Esistono più di una differenza tra olio filtrato e olio non filtrato e risultano meno intuitive di quanto si possa immaginare. È bene anticipare che la qualità del prodotto c’entra poco.

Se non conoscete la differenza tra olio filtrato e olio non filtrato è consigliabile impararla, specialmente per fare un acquisto più consapevole e per ragioni legate alla conservazione. Prima di chiarirla bisogna sapere che la prima fase del processo di produzione dell’olio, come noto, prevede la spremitura delle olive tramite il frantoio.
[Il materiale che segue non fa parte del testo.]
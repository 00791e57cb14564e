//! Engine-level error types

use thiserror::Error;

use crate::store::StoreError;

/// Errors surfaced by the engine's query and lifecycle operations
#[derive(Debug, Error)]
pub enum EngineError {
    /// Query referenced an instrument the registry does not hold
    #[error("Instrument not found: {0}")]
    InstrumentNotFound(String),
    /// Durable store operation failed
    #[error("Storage error: {0}")]
    Storage(#[from] StoreError),
    /// Engine could not reach a tick-ready state at startup
    #[error("Bootstrap failed: {0}")]
    Bootstrap(String),
}
//! Price mutator
//!
//! Drives the per-tick random walk over the instrument universe. The
//! walk is driftless and bounded: each tick draws a delta in
//! [-max_delta_bps, +max_delta_bps] basis points as an integer, so the
//! price path stays in exact decimal arithmetic end to end. Prices are
//! rounded half-even to the configured precision and floored at a
//! minimum positive price.

use crate::instrument::{Instrument, Registry};
use crate::persist::PendingBuffers;
use crate::telemetry;
use chrono::{DateTime, Utc};
use rand::rngs::StdRng;
use rand::{Rng, SeedableRng};
use rust_decimal::Decimal;
use std::sync::Arc;
use std::time::Instant;
use tokio::sync::Mutex;

/// Random-walk tuning
#[derive(Debug, Clone)]
pub struct MutatorConfig {
    /// Maximum per-tick move in basis points (200 = ±2%)
    pub max_delta_bps: u32,
    /// Floor below which no price can fall
    pub min_price: Decimal,
    /// Decimal places prices are rounded to
    pub price_decimals: u32,
    /// Upper bound of the per-tick volume increment
    pub max_volume_step: u64,
}

impl Default for MutatorConfig {
    fn default() -> Self {
        Self {
            max_delta_bps: 200,
            min_price: Decimal::new(1, 2), // 0.01
            price_decimals: 2,
            max_volume_step: 10_000,
        }
    }
}

/// Tick-driven generator mutating registry entries
pub struct PriceMutator {
    registry: Arc<Registry>,
    buffers: Arc<Mutex<PendingBuffers>>,
    config: MutatorConfig,
    rng: StdRng,
}

impl PriceMutator {
    /// Create a mutator over the shared registry and pending buffers
    pub fn new(
        registry: Arc<Registry>,
        buffers: Arc<Mutex<PendingBuffers>>,
        config: MutatorConfig,
    ) -> Self {
        Self {
            registry,
            buffers,
            config,
            rng: StdRng::from_entropy(),
        }
    }

    /// Create a mutator with a deterministic walk (tests)
    pub fn with_seed(
        registry: Arc<Registry>,
        buffers: Arc<Mutex<PendingBuffers>>,
        config: MutatorConfig,
        seed: u64,
    ) -> Self {
        Self {
            registry,
            buffers,
            config,
            rng: StdRng::seed_from_u64(seed),
        }
    }

    /// Run one tick across every instrument, returning the finalized
    /// batch of new snapshots
    ///
    /// Each mutated snapshot is staged into the pending buffers before
    /// the batch is handed back for fan-out. A single instrument failing
    /// mutation is logged and skipped; the rest of the tick proceeds.
    pub async fn run_tick(&mut self) -> Vec<Instrument> {
        let started = Instant::now();
        let now = Utc::now();
        let ids = self.registry.ids().await;
        let mut batch = Vec::with_capacity(ids.len());
        let config = self.config.clone();

        for id in ids {
            let delta = self.draw_delta();
            let volume_step = self.rng.gen_range(0..=config.max_volume_step);

            match self
                .registry
                .apply_mutation(&id, |inst| mutate(inst, delta, volume_step, &config, now))
                .await
            {
                Ok(snapshot) => {
                    let mut buffers = self.buffers.lock().await;
                    buffers.record(&snapshot);
                    telemetry::set_pending_sizes(buffers.delta_count(), buffers.history_count());
                    drop(buffers);
                    batch.push(snapshot);
                }
                Err(e) => {
                    tracing::warn!(instrument = %id, error = %e, "Skipping instrument this tick");
                }
            }
        }

        telemetry::record_tick(batch.len(), started.elapsed());
        batch
    }

    fn draw_delta(&mut self) -> Decimal {
        let max = self.config.max_delta_bps as i64;
        let bps = self.rng.gen_range(-max..=max);
        // Basis points to a fractional delta: 1 bp = 0.0001.
        Decimal::new(bps, 4)
    }
}

/// Apply one price step to an instrument
///
/// `delta` is a fractional move (e.g. -0.05 for −5%). Exposed within the
/// crate so forced-delta scenarios are directly testable.
pub(crate) fn mutate(
    inst: &mut Instrument,
    delta: Decimal,
    volume_step: u64,
    config: &MutatorConfig,
    now: DateTime<Utc>,
) -> Result<(), String> {
    if inst.previous_close <= Decimal::ZERO {
        return Err(format!(
            "non-positive previous_close: {}",
            inst.previous_close
        ));
    }
    if inst.last_price <= Decimal::ZERO {
        return Err(format!("non-positive last_price: {}", inst.last_price));
    }

    let candidate = inst.last_price * (Decimal::ONE + delta);
    let price = candidate
        .round_dp(config.price_decimals)
        .max(config.min_price);

    inst.last_price = price;
    inst.change_amount = price - inst.previous_close;
    inst.change_percentage = ((price - inst.previous_close) * Decimal::ONE_HUNDRED
        / inst.previous_close)
        .round_dp(config.price_decimals);
    inst.day_high = inst.day_high.max(price);
    inst.day_low = inst.day_low.min(price);
    inst.volume += volume_step;
    inst.updated_at = now;

    Ok(())
}
//! Pending delta and history buffers
//!
//! `deltas` holds only the latest unflushed snapshot per instrument
//! (overwritten each tick, never queued); `history` is the append-only
//! list of unflushed tick points. Under sustained flush failure the
//! history list is capped by evicting the oldest points first — deltas
//! are never evicted, latest-quote preservation beats historical
//! granularity.

use crate::instrument::{Instrument, TickPoint};
use std::collections::HashMap;

/// A batch taken from the buffers for one flush attempt
#[derive(Debug, Default)]
pub struct PendingBatch {
    /// Latest unflushed snapshot per instrument
    pub deltas: HashMap<String, Instrument>,
    /// Unflushed tick points, oldest first
    pub history: Vec<TickPoint>,
}

impl PendingBatch {
    /// Whether there is nothing to flush
    pub fn is_empty(&self) -> bool {
        self.deltas.is_empty() && self.history.is_empty()
    }
}

/// Staging area between the price mutator and the persistence worker
#[derive(Debug)]
pub struct PendingBuffers {
    deltas: HashMap<String, Instrument>,
    history: Vec<TickPoint>,
    max_history: usize,
    evicted_total: u64,
}

impl PendingBuffers {
    /// Create buffers with the given history cap
    pub fn new(max_history: usize) -> Self {
        Self {
            deltas: HashMap::new(),
            history: Vec::new(),
            max_history,
            evicted_total: 0,
        }
    }

    /// Record a post-mutation snapshot: overwrite the instrument's delta
    /// and append a history point
    pub fn record(&mut self, snapshot: &Instrument) {
        self.history.push(TickPoint {
            instrument_id: snapshot.id.clone(),
            price: snapshot.last_price,
            timestamp: snapshot.updated_at,
        });
        self.deltas.insert(snapshot.id.clone(), snapshot.clone());
        self.enforce_cap();
    }

    /// Swap out everything pending, leaving fresh empty buffers
    ///
    /// Caller holds the buffer lock only for the swap; subsequent ticks
    /// fill the fresh generation while the taken batch is being flushed.
    pub fn take(&mut self) -> PendingBatch {
        PendingBatch {
            deltas: std::mem::take(&mut self.deltas),
            history: std::mem::take(&mut self.history),
        }
    }

    /// Put a failed flush batch back for retry on the next cycle
    ///
    /// Deltas recorded since the swap are newer and win over restored
    /// ones; restored history predates anything recorded since, so it
    /// goes in front and the cap is re-applied oldest-first.
    pub fn restore(&mut self, batch: PendingBatch) {
        for (id, row) in batch.deltas {
            self.deltas.entry(id).or_insert(row);
        }

        let mut history = batch.history;
        history.append(&mut self.history);
        self.history = history;
        self.enforce_cap();
    }

    fn enforce_cap(&mut self) {
        if self.history.len() <= self.max_history {
            return;
        }
        let excess = self.history.len() - self.max_history;
        self.history.drain(..excess);
        self.evicted_total += excess as u64;
        crate::telemetry::record_evicted_points(excess as u64);
        tracing::error!(
            evicted = excess,
            total_evicted = self.evicted_total,
            "Pending history over capacity, evicted oldest points"
        );
    }

    /// Whether there is nothing pending
    pub fn is_empty(&self) -> bool {
        self.deltas.is_empty() && self.history.is_empty()
    }

    /// Number of pending deltas
    pub fn delta_count(&self) -> usize {
        self.deltas.len()
    }

    /// Number of pending history points
    pub fn history_count(&self) -> usize {
        self.history.len()
    }

    /// Total points evicted since startup
    pub fn evicted_total(&self) -> u64 {
        self.evicted_total
    }
}
//! Run command implementation

use crate::config::Config;
use crate::engine::Engine;
use crate::store::JsonFileStore;
use clap::Args;
use std::sync::Arc;

#[derive(Args, Debug)]
pub struct RunArgs {}

impl RunArgs {
    pub async fn execute(&self, config: Config) -> anyhow::Result<()> {
        let store = Arc::new(JsonFileStore::open(&config.persistence.data_dir)?);
        tracing::info!(data_dir = %config.persistence.data_dir.display(), "Opened quote store");

        let engine = Engine::start(config, store).await?;
        tracing::info!("Engine running, press Ctrl-C to stop");

        tokio::signal::ctrl_c().await?;
        engine.shutdown().await;
        Ok(())
    }
}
Da questa fase iniziale si ricava una prima «pasta di olive» chiamata sansa.

Olio filtrato

olio filtrato

L’olio filtrato ha un aspetto limpido e si ottiene, appunto, dal filtraggio della «sansa». Ossia, dall’eliminazione della componente di acqua e di frammenti di oliva dalla parte oleosa. Il processo viene attuato avvalendosi di un apposito filtro a cartone, il quale permette una lavorazione rapida ed efficace. Il risultato sarà un prodotto meglio conservabile e più stabile, meno sensibile ai cambiamenti fisici dell’ambiente in cui viene riposto. Inoltre, il processo non va ad inficiare la qualità dell’olio, mantenendone inalterate le proprietà nutrizionali e organolettiche

Olio non filtrato

olio non filtrato

L’olio non filtrato, invece, come suggerisce il nome stesso, non subisce quel tipo di trattamento, mantenendo intatta la miscela di olio, acqua e frammenti di oliva. Il suo aspetto è più grezzo e torbido, grazie alle particelle in sospensione, le quali conferiscono inoltre una nota aromatica più spiccata al prodotto. Di contro, invece, la conservabilità e la stabilità del prodotto, ridotta rispetto alla controparte filtrata. La componente solida, del prodotto sono infatti le principali responsabili di un decadimento accelerato dell’olio, infatti, deperendo, si trasforma in «morchia», a causa anche della componente acquosa che accelera il processo di ossidazione dei frammenti vegetali. Per questa ragione però, acquistare olio non filtrato è garanzia di freschezza. Quindi risulta consigliabile comprarlo tra ottobre e novembre, fresco di spremitura, per poi consumarlo fresco. Se si decide, invece, di conservarlo conviene, in primavera, eliminarne la «morchia» depositata, prima che va a male.